RV-specific IgA in breast milk and serum samples was determined using enzyme-linked immunosorbent assay as previously described [12]. Briefly, microplate wells were coated with rabbit hyperimmune serum to rhesus rotavirus (RRV) and incubated with diluted RV1 strain or blotto (5% skim milk in phosphate-buffered saline [PBS]). After washing, breast milk samples (1:5–1:5120) and serum samples (1:10–1:10 240) that were serially diluted in diluent buffer (1% skim milk and 0.5% [v/v] of 10% polyoxyethylene ether W1 in PBS) were added to the wells, followed by biotin-conjugated goat anti-human IgA antibodies (KPL, Gaithersburg, Maryland). After incubation and washing, extravidin (Sigma, St. Louis, Missouri) was added to the wells and incubated, and then the reactions were developed with 3,3′,5,5′-tetramethylbenzidine (TMB; Sigma) and stopped with 1N hydrogen chloride. Optical density (OD) was determined at 450 nm with an enzyme immunoassay reader (MRX Revelation; Dynex Technologies, Chantilly, Virginia). IgA titers in breast milk and serum were calculated as the reciprocal of the highest dilution that gave a mean OD greater than the cutoff value (3 standard deviations above the mean OD of the negative-control serum wells). RV-specific IgG in serum samples was tested and analyzed in the same manner as IgA except that 0.5% normal rabbit serum was added to the biotin-conjugate solution.

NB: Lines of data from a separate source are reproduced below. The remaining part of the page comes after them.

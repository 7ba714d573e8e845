use async_trait::async_trait;
use chrono::{DateTime, Utc};
use uuid::Uuid;

use super::db::DBClient;
use crate::models::jobmodel::{Proposal, ProposalStatus};

const PROPOSAL_COLUMNS: &str = r#"
    id, job_id, pro_id, cover_letter, budget, timeline, status,
    delivery_notes, delivery_date, created_at, updated_at
"#;

#[async_trait]
pub trait ProposalExt {
    async fn create_proposal(
        &self,
        job_id: Uuid,
        pro_id: Uuid,
        cover_letter: String,
        budget: String,
        timeline: String,
    ) -> Result<Proposal, sqlx::Error>;

    async fn get_proposal_by_id(&self, proposal_id: Uuid) -> Result<Option<Proposal>, sqlx::Error>;

    async fn get_proposals_for_job(&self, job_id: Uuid) -> Result<Vec<Proposal>, sqlx::Error>;

    async fn get_proposals_by_pro(&self, pro_id: Uuid) -> Result<Vec<Proposal>, sqlx::Error>;

    async fn get_pending_proposal(
        &self,
        job_id: Uuid,
        pro_id: Uuid,
    ) -> Result<Option<Proposal>, sqlx::Error>;

    async fn get_accepted_proposal_for_job(
        &self,
        job_id: Uuid,
    ) -> Result<Option<Proposal>, sqlx::Error>;

    async fn update_proposal_status(
        &self,
        proposal_id: Uuid,
        status: ProposalStatus,
    ) -> Result<Proposal, sqlx::Error>;

    async fn update_proposal_status_tx(
        &self,
        tx: &mut sqlx::Transaction<'_, sqlx::Postgres>,
        proposal_id: Uuid,
        status: ProposalStatus,
    ) -> Result<Proposal, sqlx::Error>;

    /// Reject every still-pending proposal on a job except the given one.
    /// Returns the number of rows rejected.
    async fn reject_pending_siblings_tx(
        &self,
        tx: &mut sqlx::Transaction<'_, sqlx::Postgres>,
        job_id: Uuid,
        except_proposal_id: Option<Uuid>,
    ) -> Result<u64, sqlx::Error>;

    async fn record_proposal_delivery_tx(
        &self,
        tx: &mut sqlx::Transaction<'_, sqlx::Postgres>,
        proposal_id: Uuid,
        delivery_notes: &str,
        delivery_date: DateTime<Utc>,
    ) -> Result<Proposal, sqlx::Error>;
}

#[async_trait]
impl ProposalExt for DBClient {
    async fn create_proposal(
        &self,
        job_id: Uuid,
        pro_id: Uuid,
        cover_letter: String,
        budget: String,
        timeline: String,
    ) -> Result<Proposal, sqlx::Error> {
        let query = format!(
            r#"
            INSERT INTO proposals (job_id, pro_id, cover_letter, budget, timeline)
            VALUES ($1, $2, $3, $4, $5)
            RETURNING {PROPOSAL_COLUMNS}
            "#
        );

        sqlx::query_as::<_, Proposal>(&query)
            .bind(job_id)
            .bind(pro_id)
            .bind(cover_letter)
            .bind(budget)
            .bind(timeline)
            .fetch_one(&self.pool)
            .await
    }

    async fn get_proposal_by_id(&self, proposal_id: Uuid) -> Result<Option<Proposal>, sqlx::Error> {
        let query = format!("SELECT {PROPOSAL_COLUMNS} FROM proposals WHERE id = $1");

        sqlx::query_as::<_, Proposal>(&query)
            .bind(proposal_id)
            .fetch_optional(&self.pool)
            .await
    }

    async fn get_proposals_for_job(&self, job_id: Uuid) -> Result<Vec<Proposal>, sqlx::Error> {
        let query = format!(
            "SELECT {PROPOSAL_COLUMNS} FROM proposals WHERE job_id = $1 ORDER BY created_at DESC"
        );

        sqlx::query_as::<_, Proposal>(&query)
            .bind(job_id)
            .fetch_all(&self.pool)
            .await
    }

    async fn get_proposals_by_pro(&self, pro_id: Uuid) -> Result<Vec<Proposal>, sqlx::Error> {
        let query = format!(
            "SELECT {PROPOSAL_COLUMNS} FROM proposals WHERE pro_id = $1 ORDER BY created_at DESC"
        );

        sqlx::query_as::<_, Proposal>(&query)
            .bind(pro_id)
            .fetch_all(&self.pool)
            .await
    }

    async fn get_pending_proposal(
        &self,
        job_id: Uuid,
        pro_id: Uuid,
    ) -> Result<Option<Proposal>, sqlx::Error> {
        let query = format!(
            "SELECT {PROPOSAL_COLUMNS} FROM proposals WHERE job_id = $1 AND pro_id = $2 AND status = 'pending'"
        );

        sqlx::query_as::<_, Proposal>(&query)
            .bind(job_id)
            .bind(pro_id)
            .fetch_optional(&self.pool)
            .await
    }

    async fn get_accepted_proposal_for_job(
        &self,
        job_id: Uuid,
    ) -> Result<Option<Proposal>, sqlx::Error> {
        let query = format!(
            "SELECT {PROPOSAL_COLUMNS} FROM proposals WHERE job_id = $1 AND status = 'accepted'"
        );

        sqlx::query_as::<_, Proposal>(&query)
            .bind(job_id)
            .fetch_optional(&self.pool)
            .await
    }

    async fn update_proposal_status(
        &self,
        proposal_id: Uuid,
        status: ProposalStatus,
    ) -> Result<Proposal, sqlx::Error> {
        let query = format!(
            r#"
            UPDATE proposals
            SET status = $2, updated_at = NOW()
            WHERE id = $1
            RETURNING {PROPOSAL_COLUMNS}
            "#
        );

        sqlx::query_as::<_, Proposal>(&query)
            .bind(proposal_id)
            .bind(status)
            .fetch_one(&self.pool)
            .await
    }

    async fn update_proposal_status_tx(
        &self,
        tx: &mut sqlx::Transaction<'_, sqlx::Postgres>,
        proposal_id: Uuid,
        status: ProposalStatus,
    ) -> Result<Proposal, sqlx::Error> {
        let query = format!(
            r#"
            UPDATE proposals
            SET status = $2, updated_at = NOW()
            WHERE id = $1
            RETURNING {PROPOSAL_COLUMNS}
            "#
        );

        sqlx::query_as::<_, Proposal>(&query)
            .bind(proposal_id)
            .bind(status)
            .fetch_one(&mut **tx)
            .await
    }

    async fn reject_pending_siblings_tx(
        &self,
        tx: &mut sqlx::Transaction<'_, sqlx::Postgres>,
        job_id: Uuid,
        except_proposal_id: Option<Uuid>,
    ) -> Result<u64, sqlx::Error> {
        let result = sqlx::query(
            r#"
            UPDATE proposals
            SET status = 'rejected', updated_at = NOW()
            WHERE job_id = $1 AND status = 'pending' AND ($2::uuid IS NULL OR id != $2)
            "#,
        )
        .bind(job_id)
        .bind(except_proposal_id)
        .execute(&mut **tx)
        .await?;

        Ok(result.rows_affected())
    }

    async fn record_proposal_delivery_tx(
        &self,
        tx: &mut sqlx::Transaction<'_, sqlx::Postgres>,
        proposal_id: Uuid,
        delivery_notes: &str,
        delivery_date: DateTime<Utc>,
    ) -> Result<Proposal, sqlx::Error> {
        let query = format!(
            r#"
            UPDATE proposals
            SET delivery_notes = $2, delivery_date = $3, updated_at = NOW()
            WHERE id = $1
            RETURNING {PROPOSAL_COLUMNS}
            "#
        );

        sqlx::query_as::<_, Proposal>(&query)
            .bind(proposal_id)
            .bind(delivery_notes)
            .bind(delivery_date)
            .fetch_one(&mut **tx)
            .await
    }
}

RV-specific neutralizing activity in breast milk was measured using a microneutralization assay as previously described [12]. Briefly, breast milk samples (50 µL) in 2-fold dilutions were mixed with an equal volume of trypsin-activated RV1 vaccine virus to yield a concentration of 4000 FFU/well and incubated at 37°C for 1 hour. Monolayers of MA104 cells grown in 96-well plates were washed with PBS and incubated with diluted breast milk and virus mixture. Following incubation at 37°C for 1 hour, the plates were washed with PBS and incubated with 100 µL of Iscove's modified Dulbecco's medium (Invitrogen, Carlsbad, California) containing 5 μg/mL trypsin. After 20 hours of incubation at 37°C, the plates were fixed with 15 μL of 37% formaldehyde at 4°C for 30 minutes. RV antigen in MA104 cells was detected by incubating plates with a rabbit anti-RRV hyperimmune serum, horseradish peroxidase-labeled anti-rabbit IgG, and then TMB. Neutralizing titer in a breast milk specimen was determined as the reciprocal of the highest dilution that showed a >70% reduction in the absorbance value compared with that in virus-only controls.

Statistical Analyses

Data analyses were performed using SPSS Statistics, version 20 (IBM Corp., Armonk, New York). The Wilcoxon signed-rank test was used to compare titers within or between groups. Comparisons between categorical variables were done using the χ² and relative risk tests. IgA titers ≥40 in serum were considered positive. Seroconversion was defined as greater than 4-fold increase in RV-specific IgA titers following the first or second RV vaccine doses compared with titers prior to the first dose.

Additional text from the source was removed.